A professional couple in Laramie, Wyo., both age 40, went to see a financial adviser this year to find out if they have enough to retire. "They said they wanted to retire tomorrow," says Denise D. Smith, a fee-only financial adviser and CPA in Laramie. Looking at the numbers, she found that the couple has $260,000 in 401 and 403 retirement plans and IRAs (individual retirement accounts), $140,000 in savings, $15,000 in a college savings account for their two children (one in preschool and one in grade school), $50,000 in equity on their home, and rental property with $40,000 in equity. Sounds pretty good.
However, if they retire next year, they could run out of money in 10 years, after taxes and inflation, even in a low-cost town like Laramie. Smith advised them to work another 10 years, and strive to save $50,000 a year (not too hard to do with their combined income of $160,000). Added to their current portfolio, and assuming a 9 percent annual return, their nest egg would grow to $1.6 million in 10 years.
We've left out about 50 details from Smith's calculations, but it should give you a general idea about how you'd go about thinking through the numbers when you sit down with the work sheets and calculator.
Now, take a look at another couple with roughly the same amount of retirement assets, who discovered that they can afford to retire.
Tom Jones, a 60-year-old restaurant manager in Indianapolis, was utterly burned-out after more than 40 years with the same company, working 12-hour days, six days a week. Though desperate to retire, he still felt that the $375,000 in his profit-sharing plan, and $16,000 in IRAs, wouldn't be enough.
But JoAnne Paynter, a fee-only financial planner in Hilliard, Ohio, whom Jones consulted, pointed out that he could afford to retire immediately. Here's why: Jones owes only $9,000 on his home, all three kids are on their own, and his wife, Sherry, 50, still works at a job that provides medical coverage and an annual income of $25,000.
Mr.
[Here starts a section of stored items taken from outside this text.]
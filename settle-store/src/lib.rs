pub mod app_config;
pub mod database;
pub mod memory;
pub mod order_repo;
pub mod redis_repo;

pub use database::DbClient;
pub use memory::{InMemoryLock, InMemoryOrderStore};
pub use order_repo::{PgOrderRepository, PgTransactionRunner};
pub use redis_repo::RedisClient;
use settle_api::{app, AppState, AuthConfig};
use settle_core::{SystemClock, UuidGenerator};
use settle_order::{Collaborators, OrderOrchestrator, SandboxPaymentGateway};
use settle_store::app_config::Config;
use settle_store::{DbClient, RedisClient};
use std::net::SocketAddr;
use std::sync::Arc;
use std::time::Duration;
use tracing_subscriber::{layer::SubscriberExt, util::SubscriberInitExt};

#[tokio::main]
async fn main() -> anyhow::Result<()> {
    tracing_subscriber::registry()
        .with(
            tracing_subscriber::EnvFilter::try_from_default_env()
                .unwrap_or_else(|_| "settle_api=debug,settle_order=debug,tower_http=debug".into()),
        )
        .with(tracing_subscriber::fmt::layer())
        .init();

    let config = Config::load()?;
    tracing::info!("Starting Settle API on port {}", config.server.port);

    // Database Connection
    let db = DbClient::new(&config.database.url, config.database.max_connections).await?;
    db.migrate().await?;

    // Redis Connection
    let redis = RedisClient::new(&config.redis.url).await?;
    redis.ping().await?;

    let orchestrator = OrderOrchestrator::new(
        Collaborators {
            repository: Arc::new(db.order_repository()),
            transactions: Arc::new(db.transaction_runner()),
            gateway: Arc::new(SandboxPaymentGateway::new()),
            lock: Arc::new(redis),
            clock: Arc::new(SystemClock),
            ids: Some(Arc::new(UuidGenerator)),
        },
        config.payments.to_policy(),
    );

    let app_state = AppState {
        orchestrator: Arc::new(orchestrator),
        auth: AuthConfig {
            secret: config.auth.jwt_secret.clone(),
            admin_role: config.auth.admin_role.clone(),
        },
        request_timeout: Duration::from_millis(config.server.request_timeout_ms),
    };

    let app = app(app_state);

    let addr = SocketAddr::from(([0, 0, 0, 0], config.server.port));
    tracing::info!("Listening on {}", addr);

    let listener = tokio::net::TcpListener::bind(addr).await?;
    axum::serve(listener, app).await?;

    Ok(())
}
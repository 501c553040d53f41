use axum::{
    extract::{rejection::JsonRejection, Path, State},
    http::{header, StatusCode},
    middleware,
    response::IntoResponse,
    routing::post,
    Extension, Json, Router,
};
use serde::{Deserialize, Serialize};
use settle_core::{Order, OrderId, OrderStatus, RequesterIdentity};

use crate::error::AppError;
use crate::middleware::auth_middleware;
use crate::state::AppState;

// ============================================================================
// Request/Response Types
// ============================================================================

#[derive(Debug, Deserialize)]
pub struct CreateOrderRequest {
    pub amount_minor_units: i64,
}

#[derive(Debug, Serialize, Deserialize)]
pub struct OrderResponse {
    pub id: String,
    pub owner_id: String,
    pub amount_minor_units: i64,
    pub status: OrderStatus,
    pub created_at: chrono::DateTime<chrono::Utc>,
    pub updated_at: chrono::DateTime<chrono::Utc>,
}

impl From<Order> for OrderResponse {
    fn from(order: Order) -> Self {
        Self {
            id: order.id.into_inner(),
            owner_id: order.owner_id,
            amount_minor_units: order.amount_minor_units,
            status: order.status,
            created_at: order.created_at,
            updated_at: order.updated_at,
        }
    }
}

pub fn routes(state: AppState) -> Router<AppState> {
    Router::new()
        .route("/v1/orders", post(create_order))
        .route("/v1/orders/{id}/pay", post(pay_order))
        .route_layer(middleware::from_fn_with_state(state, auth_middleware))
}

pub async fn create_order(
    State(state): State<AppState>,
    Extension(requester): Extension<RequesterIdentity>,
    payload: Result<Json<CreateOrderRequest>, JsonRejection>,
) -> Result<impl IntoResponse, AppError> {
    let Json(req) = payload.map_err(|e| AppError::Validation(e.body_text()))?;

    let order = state
        .orchestrator
        .create_order(&state.call_context(), &requester, req.amount_minor_units)
        .await?;

    let location = format!("/v1/orders/{}", order.id);
    Ok((
        StatusCode::CREATED,
        [(header::LOCATION, location)],
        Json(OrderResponse::from(order)),
    ))
}

pub async fn pay_order(
    State(state): State<AppState>,
    Extension(requester): Extension<RequesterIdentity>,
    Path(order_id): Path<String>,
) -> Result<StatusCode, AppError> {
    state
        .orchestrator
        .pay_order(&state.call_context(), &requester, &OrderId::new(order_id))
        .await?;

    Ok(StatusCode::NO_CONTENT)
}
use axum::{
    http::StatusCode,
    response::{IntoResponse, Response},
    Json,
};
use serde_json::json;
use settle_core::OrderError;

#[derive(Debug, thiserror::Error)]
pub enum AppError {
    #[error("{0}")]
    Authentication(String),
    #[error("{0}")]
    Validation(String),
    #[error(transparent)]
    Order(#[from] OrderError),
}

impl AppError {
    fn status(&self) -> StatusCode {
        match self {
            AppError::Authentication(_) => StatusCode::UNAUTHORIZED,
            AppError::Validation(_) => StatusCode::BAD_REQUEST,
            AppError::Order(err) => match err {
                OrderError::InvalidArgument(_) => StatusCode::BAD_REQUEST,
                OrderError::Unauthorized => StatusCode::UNAUTHORIZED,
                OrderError::NotFound => StatusCode::NOT_FOUND,
                OrderError::Conflict(_) => StatusCode::CONFLICT,
                OrderError::Gateway(_) => StatusCode::BAD_GATEWAY,
                OrderError::DeadlineExceeded(_) => StatusCode::GATEWAY_TIMEOUT,
                OrderError::Internal(_)
                | OrderError::ReconciliationRequired { .. }
                | OrderError::ChargeNotRecorded { .. }
                | OrderError::Store(_)
                | OrderError::LockStore(_)
                | OrderError::Transaction(_) => StatusCode::INTERNAL_SERVER_ERROR,
            },
        }
    }
}

impl IntoResponse for AppError {
    fn into_response(self) -> Response {
        let status = self.status();

        let error_message = if status.is_server_error() {
            tracing::error!("{} {}: {}", status.as_u16(), status.canonical_reason().unwrap_or(""), self);
            match status {
                StatusCode::BAD_GATEWAY => "Payment provider error".to_string(),
                StatusCode::GATEWAY_TIMEOUT => "Request deadline exceeded".to_string(),
                _ => "Internal Server Error".to_string(),
            }
        } else {
            self.to_string()
        };

        let body = Json(json!({
            "error": error_message,
        }));

        (status, body).into_response()
    }
}

#[cfg(test)]
mod tests {
    use super::*;
    use settle_core::{ConflictKind, OrderId, Phase};

    #[test]
    fn test_order_errors_map_to_statuses() {
        let cases = [
            (OrderError::InvalidArgument("x".into()), StatusCode::BAD_REQUEST),
            (OrderError::Unauthorized, StatusCode::UNAUTHORIZED),
            (OrderError::NotFound, StatusCode::NOT_FOUND),
            (OrderError::Conflict(ConflictKind::PaymentInProgress), StatusCode::CONFLICT),
            (OrderError::Gateway("declined".into()), StatusCode::BAD_GATEWAY),
            (OrderError::DeadlineExceeded(Phase::Charge), StatusCode::GATEWAY_TIMEOUT),
            (
                OrderError::ReconciliationRequired {
                    order_id: OrderId::new("o-1"),
                    provider_transaction_id: "sbx_1".into(),
                },
                StatusCode::INTERNAL_SERVER_ERROR,
            ),
            (
                OrderError::ChargeNotRecorded {
                    order_id: OrderId::new("o-1"),
                    provider_transaction_id: "sbx_1".into(),
                    source: Box::new(OrderError::DeadlineExceeded(Phase::Commit)),
                },
                StatusCode::INTERNAL_SERVER_ERROR,
            ),
        ];

        for (err, expected) in cases {
            assert_eq!(AppError::from(err).into_response().status(), expected);
        }
    }
}
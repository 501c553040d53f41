use std::time::Duration;

/// Currency and per-phase time budgets for order operations
#[derive(Debug, Clone, PartialEq, Eq)]
pub struct PaymentPolicy {
    pub currency: String,
    pub lock_ttl: Duration,
    pub lock_acquire_timeout: Duration,
    /// Independent of the caller's deadline
    pub lock_release_timeout: Duration,
    pub db_timeout: Duration,
    /// Longer than the DB phases: the charge crosses into a third party
    pub gateway_timeout: Duration,
}

impl Default for PaymentPolicy {
    fn default() -> Self {
        Self {
            currency: "jpy".to_string(),
            lock_ttl: Duration::from_secs(15),
            lock_acquire_timeout: Duration::from_secs(1),
            lock_release_timeout: Duration::from_secs(1),
            db_timeout: Duration::from_secs(3),
            gateway_timeout: Duration::from_secs(5),
        }
    }
}
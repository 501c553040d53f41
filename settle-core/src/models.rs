use chrono::{DateTime, Utc};
use serde::{Deserialize, Serialize};
use std::fmt;
use std::str::FromStr;

/// Opaque, generator-assigned order identifier
#[derive(Debug, Clone, PartialEq, Eq, Hash, Serialize, Deserialize)]
#[serde(transparent)]
pub struct OrderId(String);

impl OrderId {
    pub fn new(id: impl Into<String>) -> Self {
        Self(id.into())
    }

    pub fn as_str(&self) -> &str {
        &self.0
    }

    pub fn into_inner(self) -> String {
        self.0
    }
}

impl fmt::Display for OrderId {
    fn fmt(&self, f: &mut fmt::Formatter<'_>) -> fmt::Result {
        f.write_str(&self.0)
    }
}

impl From<String> for OrderId {
    fn from(id: String) -> Self {
        Self(id)
    }
}

impl From<&str> for OrderId {
    fn from(id: &str) -> Self {
        Self(id.to_string())
    }
}

/// Order status in the lifecycle
#[derive(Debug, Clone, Copy, Serialize, Deserialize, PartialEq, Eq, Hash)]
#[serde(rename_all = "SCREAMING_SNAKE_CASE")]
pub enum OrderStatus {
    Pending,
    Paid,
    Canceled,
}

impl OrderStatus {
    pub fn as_str(&self) -> &'static str {
        match self {
            OrderStatus::Pending => "PENDING",
            OrderStatus::Paid => "PAID",
            OrderStatus::Canceled => "CANCELED",
        }
    }

    /// Transitions only move forward out of PENDING. PAID and CANCELED are terminal.
    pub fn can_transition_to(&self, next: OrderStatus) -> bool {
        matches!(
            (self, next),
            (OrderStatus::Pending, OrderStatus::Paid) | (OrderStatus::Pending, OrderStatus::Canceled)
        )
    }
}

impl fmt::Display for OrderStatus {
    fn fmt(&self, f: &mut fmt::Formatter<'_>) -> fmt::Result {
        f.write_str(self.as_str())
    }
}

#[derive(Debug, thiserror::Error)]
#[error("Unknown order status: {0}")]
pub struct UnknownStatus(pub String);

impl FromStr for OrderStatus {
    type Err = UnknownStatus;

    fn from_str(s: &str) -> Result<Self, Self::Err> {
        match s {
            "PENDING" => Ok(OrderStatus::Pending),
            "PAID" => Ok(OrderStatus::Paid),
            "CANCELED" => Ok(OrderStatus::Canceled),
            other => Err(UnknownStatus(other.to_string())),
        }
    }
}

/// A monetary order owned by a single principal.
///
/// `amount_minor_units` is fixed at creation. Timestamps are always assigned
/// by the server clock, never taken from the client.
#[derive(Debug, Clone, PartialEq, Eq, Serialize, Deserialize)]
pub struct Order {
    pub id: OrderId,
    pub owner_id: String,
    pub amount_minor_units: i64,
    pub status: OrderStatus,
    pub created_at: DateTime<Utc>,
    pub updated_at: DateTime<Utc>,
}

impl Order {
    pub fn new_pending(id: OrderId, owner_id: impl Into<String>, amount_minor_units: i64, now: DateTime<Utc>) -> Self {
        Self {
            id,
            owner_id: owner_id.into(),
            amount_minor_units,
            status: OrderStatus::Pending,
            created_at: now,
            updated_at: now,
        }
    }

    pub fn is_owned_by(&self, subject: &str) -> bool {
        self.owner_id == subject
    }
}
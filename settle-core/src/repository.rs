use async_trait::async_trait;
use chrono::{DateTime, Utc};
use futures_util::future::{BoxFuture, FutureExt};
use std::panic::AssertUnwindSafe;
use tracing::{error, warn};

use crate::models::{Order, OrderId, OrderStatus};
use crate::payment::PaymentRecord;
use crate::{BoxError, OrderError};

/// Repository trait for order data access outside of a transaction
#[async_trait]
pub trait OrderRepository: Send + Sync {
    async fn create(&self, order: &Order) -> Result<(), BoxError>;

    async fn find_by_id(&self, id: &OrderId) -> Result<Option<Order>, BoxError>;

    /// Same as `find_by_id`, but an order owned by someone else is reported as absent.
    async fn find_by_id_for_owner(&self, id: &OrderId, owner_id: &str) -> Result<Option<Order>, BoxError>;

    /// Persist the mutable fields (status, updated_at). Returns false when the order does not exist.
    async fn update(&self, order: &Order) -> Result<bool, BoxError>;

    /// Single atomic `UPDATE ... WHERE id = ? AND status = 'PENDING'`. Returns rows changed.
    async fn update_status_if_pending(
        &self,
        id: &OrderId,
        status: OrderStatus,
        updated_at: DateTime<Utc>,
    ) -> Result<u64, BoxError>;

    async fn update_status_if_pending_for_owner(
        &self,
        id: &OrderId,
        owner_id: &str,
        status: OrderStatus,
        updated_at: DateTime<Utc>,
    ) -> Result<u64, BoxError>;
}

/// Order persistence bound to one open transaction.
///
/// Handed explicitly to the unit of work by [`run_in_transaction`]; nothing is
/// looked up from ambient state.
#[async_trait]
pub trait OrderTransaction: Send {
    async fn find_by_id(&mut self, id: &OrderId) -> Result<Option<Order>, BoxError>;

    async fn update_status_if_pending(
        &mut self,
        id: &OrderId,
        status: OrderStatus,
        updated_at: DateTime<Utc>,
    ) -> Result<u64, BoxError>;

    async fn update_status_if_pending_for_owner(
        &mut self,
        id: &OrderId,
        owner_id: &str,
        status: OrderStatus,
        updated_at: DateTime<Utc>,
    ) -> Result<u64, BoxError>;

    async fn record_payment(&mut self, record: &PaymentRecord) -> Result<(), BoxError>;

    async fn commit(&mut self) -> Result<(), BoxError>;

    async fn rollback(&mut self) -> Result<(), BoxError>;
}

#[async_trait]
pub trait TransactionRunner: Send + Sync {
    async fn begin(&self) -> Result<Box<dyn OrderTransaction>, BoxError>;
}

/// A rollback that failed after the unit of work returned an error.
/// `cause` is the error the work returned.
#[derive(Debug, thiserror::Error)]
#[error("rollback failed after `{cause}`: {source}")]
pub struct RollbackFailed {
    pub cause: OrderError,
    #[source]
    pub source: BoxError,
}

/// Run `work` atomically.
///
/// Commits when `work` returns `Ok`, rolls back when it returns `Err`. A panic
/// inside `work` rolls back first and is then resumed. Begin, commit and
/// rollback failures come back as [`OrderError::Transaction`], never as the
/// business error of `work`; a failed rollback carries that error as
/// [`RollbackFailed::cause`].
pub async fn run_in_transaction<T, F>(runner: &dyn TransactionRunner, work: F) -> Result<T, OrderError>
where
    T: Send,
    F: for<'t> FnOnce(&'t mut dyn OrderTransaction) -> BoxFuture<'t, Result<T, OrderError>> + Send,
{
    let mut tx = runner.begin().await.map_err(OrderError::Transaction)?;

    let outcome = AssertUnwindSafe(work(tx.as_mut())).catch_unwind().await;

    match outcome {
        Ok(Ok(value)) => {
            tx.commit().await.map_err(OrderError::Transaction)?;
            Ok(value)
        }
        Ok(Err(err)) => match tx.rollback().await {
            Ok(()) => Err(err),
            Err(rollback_err) => {
                warn!(error = %rollback_err, cause = %err, "Rollback after failed unit of work did not complete");
                Err(OrderError::Transaction(Box::new(RollbackFailed { cause: err, source: rollback_err })))
            }
        },
        Err(panic) => {
            if let Err(rollback_err) = tx.rollback().await {
                error!(error = %rollback_err, "Rollback after panic did not complete");
            }
            std::panic::resume_unwind(panic)
        }
    }
}
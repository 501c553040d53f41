use serde::{Deserialize, Serialize};

use crate::OrderError;

/// Authenticated caller, as resolved by the authentication layer.
///
/// The core trusts this value and performs no credential checks of its own.
#[derive(Debug, Clone, PartialEq, Eq, Serialize, Deserialize)]
pub struct RequesterIdentity {
    pub subject: String,
    pub is_elevated: bool,
}

/// How a requester may reach an order
#[derive(Debug, Clone, Copy, PartialEq, Eq)]
pub enum Access<'a> {
    /// Elevated role: any order
    Administrative,
    /// Self-service: only orders owned by this subject
    Owner(&'a str),
}

impl<'a> Access<'a> {
    pub fn owner(&self) -> Option<&'a str> {
        match *self {
            Access::Administrative => None,
            Access::Owner(subject) => Some(subject),
        }
    }
}

impl RequesterIdentity {
    pub fn user(subject: impl Into<String>) -> Self {
        Self { subject: subject.into(), is_elevated: false }
    }

    pub fn admin(subject: impl Into<String>) -> Self {
        Self { subject: subject.into(), is_elevated: true }
    }

    /// The subject, if the authentication layer resolved one
    pub fn subject(&self) -> Option<&str> {
        if self.subject.trim().is_empty() {
            None
        } else {
            Some(&self.subject)
        }
    }

    pub fn access(&self) -> Result<Access<'_>, OrderError> {
        if self.is_elevated {
            return Ok(Access::Administrative);
        }
        self.subject().map(Access::Owner).ok_or(OrderError::Unauthorized)
    }
}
Jones retired in January last year, and rolled his retirement-plan money into an IRA, which has grown by $120,000 since then. Although he could afford not to work, Mr. Jones also took a job delivering electrical equipment, work he enjoys, which brings in $12,000 a year. The couple won't have to tap their nest egg until Mrs. Jones retires. And even then, they won't tap much, because they're thrifty and live in a low-cost area.
The couple, married for 30 years, were surprised to discover they can even afford the occasional vacation ("and stay in a motel! Not just with family!" says Mrs. Jones). In fact, they have budgeted to travel to Hawaii in three years. "This is like a dream come true," she says. "We had no idea we could do this. We thought retirement was always something far away."